Human milk IgA promotes normal immune development by limiting Th17-inducing <i>Erysipelatoclostridium ramosum</i> in the infant gut
Katherine Donald, Antonio Serapio-Palacios, Tahereh Bozorgmehr, Mandi Ma, Marco Garcia, Charisse Petersen, Piush J. Mandhane, Padmaja Subbarao, Theo J. Moraes, Elinor Simons, Stuart E. Turvey, Meghan B. Azad, B. Brett Finlay
Abstract
The gut microbiota is highly dynamic during the first year of life and plays a crucial role in immune development. Breastfeeding is known to support infant health, but the contributions of the numerous breastmilk components to gut microbiota and immune maturation remain unclear. Secretory IgA (SIgA), the most abundant antibody in human milk, is a key modulator of gut microbiota composition. We have shown previously that mouse milk SIgA protects against asthma by limiting segmented filamentous bacteria in mice. The present study uncovers a similar mechanism in humans. Using human milk from the CHILD Cohort Study, we define a relationship between human milk SIgA and infant gut microbiota composition.
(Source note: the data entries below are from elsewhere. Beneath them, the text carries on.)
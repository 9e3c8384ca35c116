//! Policy definitions.
//!
//! A [`PolicyDef`] holds one [`ModelPolicy`] per model. Guards are keyed by
//! [`PolicyOperation`] and produce, for a given principal, either a constant
//! or a filter in the query language. Models or operations without a guard
//! are denied, except `postUpdate` which is allowed.

use super::constraint::CheckerConstraint;
use bastion_core::{PolicyOperation, QueryContext};
use serde_json::Value;
use std::collections::HashMap;
use std::fmt;
use std::sync::Arc;

/// Inputs available to a guard function.
pub struct GuardContext<'a> {
    /// The principal of the current call
    pub user: &'a QueryContext,
    /// Entity as it was before the update, for `postUpdate` guards
    pub pre_value: Option<&'a Value>,
}

impl<'a> GuardContext<'a> {
    /// Read a principal attribute by dotted path.
    pub fn user_field(&self, path: &str) -> Value {
        self.user.user_field(path)
    }

    /// Read a pre-update field, `Null` if absent.
    pub fn pre_field(&self, field: &str) -> Value {
        self.pre_value
            .and_then(|v| v.get(field))
            .cloned()
            .unwrap_or(Value::Null)
    }
}

pub type GuardFn = Arc<dyn Fn(&GuardContext<'_>) -> Value + Send + Sync>;

/// A guard: an unconditional decision or a filter builder.
#[derive(Clone)]
pub enum Guard {
    Constant(bool),
    Filter(GuardFn),
}

impl Guard {
    /// Evaluate to `true`, `false`, or a filter object.
    pub fn evaluate(&self, ctx: &GuardContext<'_>) -> Value {
        match self {
            Guard::Constant(b) => Value::Bool(*b),
            Guard::Filter(f) => f(ctx),
        }
    }

    pub fn is_constant(&self, value: bool) -> bool {
        matches!(self, Guard::Constant(b) if *b == value)
    }
}

impl fmt::Debug for Guard {
    fn fmt(&self, f: &mut fmt::Formatter<'_>) -> fmt::Result {
        match self {
            Guard::Constant(b) => write!(f, "Guard::Constant({})", b),
            Guard::Filter(_) => f.write_str("Guard::Filter(..)"),
        }
    }
}

/// Builds the constraint used by the permission checker for a principal.
pub type ConstraintFn = Arc<dyn Fn(&QueryContext) -> CheckerConstraint + Send + Sync>;

/// Static permission checker for an operation.
#[derive(Clone)]
pub enum PermissionChecker {
    Constant(bool),
    Constraint(ConstraintFn),
}

impl fmt::Debug for PermissionChecker {
    fn fmt(&self, f: &mut fmt::Formatter<'_>) -> fmt::Result {
        match self {
            PermissionChecker::Constant(b) => write!(f, "PermissionChecker::Constant({})", b),
            PermissionChecker::Constraint(_) => f.write_str("PermissionChecker::Constraint(..)"),
        }
    }
}

/// Decides a create from its payload alone: `Some(allowed)`, or `None`
/// when the payload is not enough to decide.
pub type InputCheckFn = Arc<dyn Fn(&Value, &QueryContext) -> Option<bool> + Send + Sync>;

/// Access rules of one model.
#[derive(Clone, Default)]
pub struct ModelPolicy {
    guards: HashMap<PolicyOperation, Guard>,
    checkers: HashMap<PolicyOperation, PermissionChecker>,
    input_check: Option<InputCheckFn>,
    validation: Option<Value>,
    pre_value_select: Option<Value>,
}

impl ModelPolicy {
    pub fn new() -> Self {
        Self::default()
    }

    /// Allow an operation unconditionally.
    pub fn allow(mut self, operation: PolicyOperation) -> Self {
        self.guards.insert(operation, Guard::Constant(true));
        self
    }

    /// Deny an operation unconditionally.
    pub fn deny(mut self, operation: PolicyOperation) -> Self {
        self.guards.insert(operation, Guard::Constant(false));
        self
    }

    /// Guard an operation with a filter builder.
    pub fn guard<F>(mut self, operation: PolicyOperation, f: F) -> Self
    where
        F: Fn(&GuardContext<'_>) -> Value + Send + Sync + 'static,
    {
        self.guards.insert(operation, Guard::Filter(Arc::new(f)));
        self
    }

    pub fn checker(mut self, operation: PolicyOperation, checker: PermissionChecker) -> Self {
        self.checkers.insert(operation, checker);
        self
    }

    pub fn input_check<F>(mut self, f: F) -> Self
    where
        F: Fn(&Value, &QueryContext) -> Option<bool> + Send + Sync + 'static,
    {
        self.input_check = Some(Arc::new(f));
        self
    }

    /// Attach a JSON Schema validating the model's scalar fields.
    pub fn validation(mut self, schema: Value) -> Self {
        self.validation = Some(schema);
        self
    }

    /// Fields fetched before an update so `postUpdate` guards can read them.
    pub fn pre_value_select(mut self, select: Value) -> Self {
        self.pre_value_select = Some(select);
        self
    }

    pub fn guard_for(&self, operation: PolicyOperation) -> Option<&Guard> {
        self.guards.get(&operation)
    }

    pub fn checker_for(&self, operation: PolicyOperation) -> Option<&PermissionChecker> {
        self.checkers.get(&operation)
    }

    pub fn input_checker(&self) -> Option<&InputCheckFn> {
        self.input_check.as_ref()
    }

    pub fn validation_schema(&self) -> Option<&Value> {
        self.validation.as_ref()
    }

    pub fn pre_value_fields(&self) -> Option<&Value> {
        self.pre_value_select.as_ref()
    }
}

/// Policies of every model.
#[derive(Clone, Default)]
pub struct PolicyDef {
    models: HashMap<String, ModelPolicy>,
}

impl PolicyDef {
    pub fn new() -> Self {
        Self::default()
    }

    /// Register the policy of a model.
    pub fn model(mut self, name: &str, policy: ModelPolicy) -> Self {
        self.models.insert(name.to_string(), policy);
        self
    }

    pub fn policy(&self, model: &str) -> Option<&ModelPolicy> {
        self.models.get(model)
    }

    pub fn guard(&self, model: &str, operation: PolicyOperation) -> Option<&Guard> {
        self.models.get(model).and_then(|p| p.guard_for(operation))
    }

    pub fn checker(&self, model: &str, operation: PolicyOperation) -> Option<&PermissionChecker> {
        self.models.get(model).and_then(|p| p.checker_for(operation))
    }
}

#[cfg(test)]
mod tests {
    use super::*;
    use serde_json::json;

    #[test]
    fn test_guard_evaluation() {
        let policy = ModelPolicy::new()
            .allow(PolicyOperation::Create)
            .guard(PolicyOperation::Read, |ctx| {
                json!({"OR": [{"published": true}, {"authorId": ctx.user_field("id")}]})
            })
            .guard(PolicyOperation::PostUpdate, |ctx| {
                json!({"authorId": ctx.pre_field("authorId")})
            });

        let user = QueryContext::default();
        let ctx = GuardContext {
            user: &user,
            pre_value: None,
        };
        assert_eq!(
            policy.guard_for(PolicyOperation::Create).unwrap().evaluate(&ctx),
            json!(true)
        );
        assert_eq!(
            policy.guard_for(PolicyOperation::Read).unwrap().evaluate(&ctx),
            json!({"OR": [{"published": true}, {"authorId": null}]})
        );

        let pre = json!({"authorId": 3});
        let ctx = GuardContext {
            user: &user,
            pre_value: Some(&pre),
        };
        assert_eq!(
            policy.guard_for(PolicyOperation::PostUpdate).unwrap().evaluate(&ctx),
            json!({"authorId": 3})
        );
        assert!(policy.guard_for(PolicyOperation::Delete).is_none());
    }
}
This leads to the identification of Erysipelatoclostridium ramosum as a key player in immune development, which is controlled by milk SIgA. Cell culture modeling demonstrates that SIgA restricts the capacity of E. ramosum to adhere to the intestinal epithelium and to induce Th17 responses, which are implicated in allergic and other chronic diseases.